Last Friday night these lords and grandees assembled, and asked the Queen our lady to order the Commons to disband their troops, and to do injury to no one. Her Highness gave the order, in presence of two escrivanos, as, I believe, your most Reverend Lordship has already learnt from the attestation which was drawn up by them. I was one of the witnesses. I think it will contribute towards the more speedy disbanding of their troops. Gomez de Avila, Procurator for Avila, had gone on Friday to Pedro Giron and the bishop, to tell them, in the name of those other Procurators, to disband the troops, and to conclude peace, for the good of the kingdom. He returned last night, and said that they menace in an arrogant manner, Don Pedro Giron not so much as the others. Valladolid and Medina collect ammunition and warlike stores. In Medina a certain Gonzalo Perez was arrested, whom these lords had sent, I believe, to speak about the artillery. The troops of Zamora have gone, and those of Valladolid are in the place. (fn. 10) It is believed that the contingents of the other cities will soon go.
It seems to me, my Lord, that it would be good, for a satisfactory conclusion of these affairs, and for the speedy pacification of the kingdom, that your most Reverend Lordship, together with the Council, and even the Señor Constable, should soon come to this place, and write from here to the cities of the kingdom, to pacify them, and send such commissioners as are fit for that purpose, to inquire into the wants of the kingdom, and to redress what is wrong. As a loyal servant, I say what I think, and if I were in your presence I should say more. I remain here until your Lordship sends me other orders. Our Lord protect the life and the very illustrious estate of your most Reverend Lordship.

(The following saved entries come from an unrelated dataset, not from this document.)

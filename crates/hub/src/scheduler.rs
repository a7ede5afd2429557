//! Scheduler loop: arbitrates between the manual and automatic paths.
//!
//! Each tick runs at most one of them:
//!
//! ```text
//! tick ──▶ ManualCheck ──[acted]──────────────────────────▶ sleep manual_pause
//!              │
//!              └─[no override]─▶ AutomaticCheck ──[not due]─▶ sleep idle_pause
//!                                     │
//!                                     ├─[record]──────────▶ sleep idle_pause
//!                                     └─[skip / failure]──▶ sleep cooldown
//! ```
//!
//! Time comes from `tokio::time::Instant`, so tests drive the loop with a
//! paused clock.  The stop signal is only observed between ticks.

use std::sync::Arc;
use std::time::Duration;

use tokio::sync::watch;
use tokio::time::Instant;
use tracing::{debug, error, info, warn};

use crate::decision::DecisionRecord;
use crate::engine::DecisionEngine;
use crate::error::EngineError;

/// Loop pacing.  See `[engine]` in the config file.
#[derive(Debug, Clone, Copy, PartialEq)]
pub struct Timing {
    /// Minimum spacing between override polls.
    pub manual_check: Duration,
    /// Minimum spacing between automatic cycle attempts, start to start.
    pub auto_interval: Duration,
    pub manual_pause: Duration,
    pub idle_pause: Duration,
    pub cooldown: Duration,
}

impl Default for Timing {
    fn default() -> Self {
        Self {
            manual_check: Duration::from_secs(30),
            auto_interval: Duration::from_secs(300),
            manual_pause: Duration::from_secs(10),
            idle_pause: Duration::from_secs(5),
            cooldown: Duration::from_secs(60),
        }
    }
}

/// What one tick did.
#[derive(Debug)]
pub enum TickOutcome {
    /// A manual command was issued; the automatic path was not considered.
    Manual,
    /// Nothing due yet.
    Idle,
    /// An automatic cycle completed.
    Cycle(DecisionRecord),
    /// Sensors unreadable; the engine already alerted.
    Skipped,
    /// Unexpected failure inside the tick.
    Failed(EngineError),
}

pub struct Scheduler {
    engine: Arc<DecisionEngine>,
    timing: Timing,
    last_manual_check: Option<Instant>,
    last_auto_check: Option<Instant>,
}

impl Scheduler {
    pub fn new(engine: Arc<DecisionEngine>, timing: Timing) -> Self {
        Self {
            engine,
            timing,
            last_manual_check: None,
            last_auto_check: None,
        }
    }

    /// Loop until `stop` turns true (or its sender goes away).
    pub async fn run(mut self, mut stop: watch::Receiver<bool>) {
        info!(
            crop = %self.engine.crop_id(),
            manual_check_sec = self.timing.manual_check.as_secs(),
            auto_interval_sec = self.timing.auto_interval.as_secs(),
            "scheduler started"
        );

        loop {
            if *stop.borrow() {
                break;
            }

            let outcome = self.tick().await;
            match &outcome {
                TickOutcome::Cycle(record) => debug!(
                    volume = record.water_volume,
                    mode = %record.mode,
                    command = %record.command,
                    "automatic cycle complete"
                ),
                TickOutcome::Failed(e) => {
                    error!(kind = e.kind(), error = %e, "scheduler tick failed");
                    self.engine.alert(&format!("System error: {e}")).await;
                }
                _ => {}
            }

            let pause = self.pause_after(&outcome);
            tokio::select! {
                _ = tokio::time::sleep(pause) => {}
                changed = stop.changed() => {
                    if changed.is_err() || *stop.borrow() {
                        break;
                    }
                }
            }
        }

        info!("scheduler stopped");
    }

    /// Run one tick: the manual check, then the automatic check if nothing
    /// manual happened.
    pub async fn tick(&mut self) -> TickOutcome {
        match self.check_manual().await {
            Ok(true) => return TickOutcome::Manual,
            Ok(false) => {}
            Err(e) => return TickOutcome::Failed(e),
        }

        let now = Instant::now();
        if let Some(last) = self.last_auto_check {
            if now.duration_since(last) < self.timing.auto_interval {
                return TickOutcome::Idle;
            }
        }
        self.last_auto_check = Some(now);

        let engine = Arc::clone(&self.engine);
        match isolate(async move { engine.run_automatic_cycle().await }).await {
            Ok(Ok(record)) => TickOutcome::Cycle(record),
            Ok(Err(EngineError::DataUnavailable(reason))) => {
                warn!(%reason, cooldown_sec = self.timing.cooldown.as_secs(), "backing off");
                TickOutcome::Skipped
            }
            Ok(Err(e)) | Err(e) => TickOutcome::Failed(e),
        }
    }

    /// Rate-limited override poll.  No I/O happens if the previous poll was
    /// less than `manual_check` ago.
    async fn check_manual(&mut self) -> Result<bool, EngineError> {
        let now = Instant::now();
        if let Some(last) = self.last_manual_check {
            if now.duration_since(last) < self.timing.manual_check {
                return Ok(false);
            }
        }

        let engine = Arc::clone(&self.engine);
        let acted = isolate(async move { engine.handle_manual_request().await }).await;
        self.last_manual_check = Some(now);
        acted
    }

    fn pause_after(&self, outcome: &TickOutcome) -> Duration {
        match outcome {
            TickOutcome::Manual => self.timing.manual_pause,
            TickOutcome::Idle | TickOutcome::Cycle(_) => self.timing.idle_pause,
            TickOutcome::Skipped | TickOutcome::Failed(_) => self.timing.cooldown,
        }
    }
}

/// Run engine work on its own task so a panic surfaces as an error instead
/// of unwinding through the loop.
async fn isolate<T, F>(fut: F) -> Result<T, EngineError>
where
    F: std::future::Future<Output = T> + Send + 'static,
    T: Send + 'static,
{
    tokio::spawn(fut)
        .await
        .map_err(|e| EngineError::Internal(format!("engine task aborted: {e}")))
}

#[cfg(test)]
mod tests {
    use super::*;
    use crate::decision::PredictionMode;
    use crate::forecast::ForecastResult;
    use crate::sensor::ManualRequest;
    use crate::testing::{Harness, PredictorBehaviour};

    fn scheduler(h: &Harness) -> Scheduler {
        Scheduler::new(Arc::new(h.engine()), Timing::default())
    }

    fn manual(volume: f64) -> Result<ManualRequest, EngineError> {
        Ok(ManualRequest {
            active: true,
            volume,
        })
    }

    // -- manual rate limiting --------------------------------------------

    #[tokio::test(start_paused = true)]
    async fn two_ticks_within_29s_poll_override_once() {
        let h = Harness::new();
        let mut s = scheduler(&h);

        s.tick().await;
        tokio::time::advance(Duration::from_secs(29)).await;
        s.tick().await;

        assert_eq!(h.gateway.override_reads(), 1);
    }

    #[tokio::test(start_paused = true)]
    async fn override_polled_again_after_30s() {
        let h = Harness::new();
        let mut s = scheduler(&h);

        s.tick().await;
        tokio::time::advance(Duration::from_secs(30)).await;
        s.tick().await;

        assert_eq!(h.gateway.override_reads(), 2);
    }

    #[tokio::test(start_paused = true)]
    async fn manual_tick_skips_automatic_path() {
        let h = Harness::new();
        h.gateway.push_override(manual(8.0));
        let mut s = scheduler(&h);

        assert!(matches!(s.tick().await, TickOutcome::Manual));
        assert_eq!(h.gateway.reads(), 1); // best-effort read for the record only
        assert_eq!(h.forecast.calls(), 0);
        assert_eq!(h.log.records()[0].mode, PredictionMode::Manual);
    }

    #[tokio::test(start_paused = true)]
    async fn override_error_falls_through_to_automatic() {
        let h = Harness::new();
        h.gateway
            .push_override(Err(EngineError::DataUnavailable("garbled".into())));
        let mut s = scheduler(&h);

        assert!(matches!(s.tick().await, TickOutcome::Cycle(_)));
    }

    // -- automatic interval ----------------------------------------------

    #[tokio::test(start_paused = true)]
    async fn first_tick_runs_cycle_then_waits_for_interval() {
        let h = Harness::new();
        let mut s = scheduler(&h);

        assert!(matches!(s.tick().await, TickOutcome::Cycle(_)));
        tokio::time::advance(Duration::from_secs(299)).await;
        assert!(matches!(s.tick().await, TickOutcome::Idle));
        tokio::time::advance(Duration::from_secs(1)).await;
        assert!(matches!(s.tick().await, TickOutcome::Cycle(_)));
        assert_eq!(h.log.records().len(), 2);
    }

    #[tokio::test(start_paused = true)]
    async fn interval_measured_from_attempt_start() {
        let h = Harness::new();
        h.gateway.make_unavailable();
        let mut s = scheduler(&h);

        assert!(matches!(s.tick().await, TickOutcome::Skipped));
        h.gateway.set_reading(Ok(crate::testing::WHEAT_READING));
        tokio::time::advance(Duration::from_secs(60)).await;
        assert!(matches!(s.tick().await, TickOutcome::Idle));
    }

    // -- failure handling ------------------------------------------------

    #[tokio::test(start_paused = true)]
    async fn sensor_skip_backs_off_with_cooldown() {
        let h = Harness::new();
        h.gateway.make_unavailable();
        let mut s = scheduler(&h);

        let outcome = s.tick().await;
        assert!(matches!(outcome, TickOutcome::Skipped));
        assert_eq!(s.pause_after(&outcome), Duration::from_secs(60));
        assert_eq!(h.notifier.messages().len(), 1);
    }

    #[tokio::test(start_paused = true)]
    async fn panicking_predictor_is_caught() {
        let h = Harness::new();
        h.forecast.set(ForecastResult::ok(0.0, 0.0));
        h.predictor.set(PredictorBehaviour::Panics);
        let mut s = scheduler(&h);

        let outcome = s.tick().await;
        assert!(matches!(outcome, TickOutcome::Failed(EngineError::Internal(_))));
        assert_eq!(s.pause_after(&outcome), Duration::from_secs(60));
    }

    #[test]
    fn pauses_follow_outcome() {
        let h = Harness::new();
        let s = scheduler(&h);
        assert_eq!(s.pause_after(&TickOutcome::Manual), Duration::from_secs(10));
        assert_eq!(s.pause_after(&TickOutcome::Idle), Duration::from_secs(5));
    }

    // -- run loop --------------------------------------------------------

    #[tokio::test(start_paused = true)]
    async fn run_cycles_on_interval_until_stopped() {
        let h = Harness::new();
        let s = scheduler(&h);
        let (stop_tx, stop_rx) = watch::channel(false);
        let handle = tokio::spawn(s.run(stop_rx));

        tokio::time::sleep(Duration::from_secs(650)).await;
        stop_tx.send(true).unwrap();
        handle.await.unwrap();

        assert_eq!(h.log.records().len(), 3);
    }

    #[tokio::test(start_paused = true)]
    async fn run_survives_failures_and_alerts() {
        let h = Harness::new();
        h.forecast.set(ForecastResult::ok(0.0, 0.0));
        h.predictor.set(PredictorBehaviour::Panics);
        let s = scheduler(&h);
        let (stop_tx, stop_rx) = watch::channel(false);
        let handle = tokio::spawn(s.run(stop_rx));

        tokio::time::sleep(Duration::from_secs(30)).await;
        h.predictor.set(PredictorBehaviour::Returns(4.0));
        tokio::time::sleep(Duration::from_secs(300)).await;
        stop_tx.send(true).unwrap();
        handle.await.unwrap();

        let alerts = h.notifier.messages();
        assert!(alerts[0].starts_with("System error"));
        assert_eq!(h.log.records().len(), 1);
        assert_eq!(h.log.records()[0].mode, PredictionMode::Ml);
    }

    #[tokio::test(start_paused = true)]
    async fn run_exits_immediately_when_already_stopped() {
        let h = Harness::new();
        let (_stop_tx, stop_rx) = watch::channel(true);
        scheduler(&h).run(stop_rx).await;
        assert_eq!(h.gateway.override_reads(), 0);
    }
}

From Tordesillas, Sunday, at five o'clock in the afternoon.
Your most Reverend Lordship's true servant kisses your hands.—Gomes de Santillan.
[Addressed :] To the very Illustrious and most Reverend Lord, the Cardinal of Tortosa, Governor of Castile, my Lord.
10th December. 76. Lope Hurtado De Mendoza to the Emperor Charles.
[Archivo General de Simancas. Patronato Real. Comunidades de Castilla. Legajo 2. f. 101. Holograph.]
A Su Magt. de lope hurtado. a x. de dizienbre.
S. C. C. Mt.
a seys del presente escrevi a V. Mt. como este logar se abia conbatido e ganado e saqueado. hanle destruydo. don pedro giron como lo supo bino la via de Valladolid e a syete del presente llego alli con su exercito. dizen que entro en la villa para darles descargo porque no abia socorrido este lugar e para aposentarse en el. Respondieronle que no querian su descargo agora y que la gente seria gran ynconbiniente aposentarse en la villa. asy diz que esta en unos lugares cerca de Valladolid. dizese que ha embiado a las cibdades que saquen los pendones con toda la gente que puedan para venir sobre este. aqui se ha proveydo de poner en Symancas al conde de oñate con dozientas lanças e quinientos peones y creo que pornan otras fronteras y se repara el lugar y se esperara lo que hizieren sin salir al campo syno sostener esto porque parece que es ganarlo todo, pues V. Al. ha de venir que syn su benida nada aprovecha. el almirante ha escripto a las cibdades diendoles cuenta de lo que se ha hecho y de la prision de los procuradores que aqui estan como mas le ha parecido que conbenia. no han respondido. un procurador de los presos que es de A vila pidio licencia para ir a hablar con don pedro y los otros capitanes deziendo que el haria por que se derramase la gente. alla fue y no quisieron e asy se torno. en este estado esta la cosa hasta oy.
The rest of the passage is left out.